[Stored data]
--- START ---
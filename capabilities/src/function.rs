//! Opaque code references and their typed views.
//!
//! A [`RawFunction`] is what a capability slot stores: the address of some
//! code owned elsewhere, with no signature attached. Provider and consumer
//! agree on the signature out of band; the consumer recovers it through the
//! `unsafe` [`RawFunction::get`], which hands back a [`Function`] that can
//! be called directly.

use std::ffi::c_void;
use std::fmt;
use std::ops::Deref;
use std::ptr::NonNull;

/// Non-null, non-owning pointer to executable code.
#[derive(Clone, Copy, PartialEq, Eq, Hash)]
pub struct RawFunction(NonNull<c_void>);

// A code address is never written through, so sharing it is harmless.
unsafe impl Send for RawFunction {}
unsafe impl Sync for RawFunction {}

impl RawFunction {
    pub fn from_fn<F: FnPtr>(f: F) -> Self {
        f.into_raw()
    }

    /// Wrap an address obtained elsewhere, e.g. from a symbol lookup.
    /// Returns `None` for null.
    pub fn from_ptr(ptr: *mut c_void) -> Option<Self> {
        NonNull::new(ptr).map(Self)
    }

    pub fn as_ptr(self) -> *mut c_void {
        self.0.as_ptr()
    }

    /// Reinterpret the address as a function pointer of type `F`.
    ///
    /// # Safety
    /// The address must point to a function whose signature and calling
    /// convention are exactly `F`, and that code must outlive every use of
    /// the returned pointer.
    pub unsafe fn cast<F: FnPtr>(self) -> F {
        F::from_raw(self)
    }

    /// Typed view of the function.
    ///
    /// # Safety
    /// Same contract as [`RawFunction::cast`].
    pub unsafe fn get<F: FnPtr>(self) -> Function<F> {
        Function {
            raw: self,
            f: self.cast(),
        }
    }
}

impl fmt::Debug for RawFunction {
    fn fmt(&self, f: &mut fmt::Formatter<'_>) -> fmt::Result {
        write!(f, "RawFunction({:p})", self.0)
    }
}

mod sealed {
    pub trait Sealed {}
}

/// Function pointer types a [`RawFunction`] can be built from and cast to.
///
/// Implemented for `fn`, `unsafe fn`, `extern "C" fn` and
/// `unsafe extern "C" fn` pointers taking up to six arguments.
pub trait FnPtr: Copy + sealed::Sealed {
    fn into_raw(self) -> RawFunction;

    /// # Safety
    /// See [`RawFunction::cast`].
    unsafe fn from_raw(raw: RawFunction) -> Self;
}

macro_rules! impl_fn_ptr {
    (@one $ty:ty; $($arg:ident),*) => {
        impl<R, $($arg),*> sealed::Sealed for $ty {}

        impl<R, $($arg),*> FnPtr for $ty {
            fn into_raw(self) -> RawFunction {
                // Function pointers are never null.
                RawFunction(unsafe { NonNull::new_unchecked(self as *const () as *mut c_void) })
            }

            unsafe fn from_raw(raw: RawFunction) -> Self {
                std::mem::transmute_copy::<*mut c_void, Self>(&raw.as_ptr())
            }
        }
    };
    ($($arg:ident),*) => {
        impl_fn_ptr!(@one fn($($arg),*) -> R; $($arg),*);
        impl_fn_ptr!(@one unsafe fn($($arg),*) -> R; $($arg),*);
        impl_fn_ptr!(@one extern "C" fn($($arg),*) -> R; $($arg),*);
        impl_fn_ptr!(@one unsafe extern "C" fn($($arg),*) -> R; $($arg),*);
    };
}

impl_fn_ptr!();
impl_fn_ptr!(A);
impl_fn_ptr!(A, B);
impl_fn_ptr!(A, B, C);
impl_fn_ptr!(A, B, C, D);
impl_fn_ptr!(A, B, C, D, E);
impl_fn_ptr!(A, B, C, D, E, F);

/// Typed function recovered from a [`RawFunction`]. Derefs to `F`, so it
/// can be called like the function itself.
#[derive(Clone, Copy)]
pub struct Function<F> {
    raw: RawFunction,
    f: F,
}

impl<F: FnPtr> Function<F> {
    pub fn new(f: F) -> Self {
        Self {
            raw: f.into_raw(),
            f,
        }
    }

    pub fn raw(&self) -> RawFunction {
        self.raw
    }

    pub fn into_inner(self) -> F {
        self.f
    }
}

impl<F> Deref for Function<F> {
    type Target = F;

    fn deref(&self) -> &F {
        &self.f
    }
}

impl<F> fmt::Debug for Function<F> {
    fn fmt(&self, f: &mut fmt::Formatter<'_>) -> fmt::Result {
        f.debug_tuple("Function").field(&self.raw).finish()
    }
}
--- END ---
What you will do: Where the line containing "type Target = F;" appears in the data above, begin there and reproduce every line to the end exactly; include nothing else.

Solution to this problem:
    type Target = F;

    fn deref(&self) -> &F {
        &self.f
    }
}

impl<F> fmt::Debug for Function<F> {
    fn fmt(&self, f: &mut fmt::Formatter<'_>) -> fmt::Result {
        f.debug_tuple("Function").field(&self.raw).finish()
    }
}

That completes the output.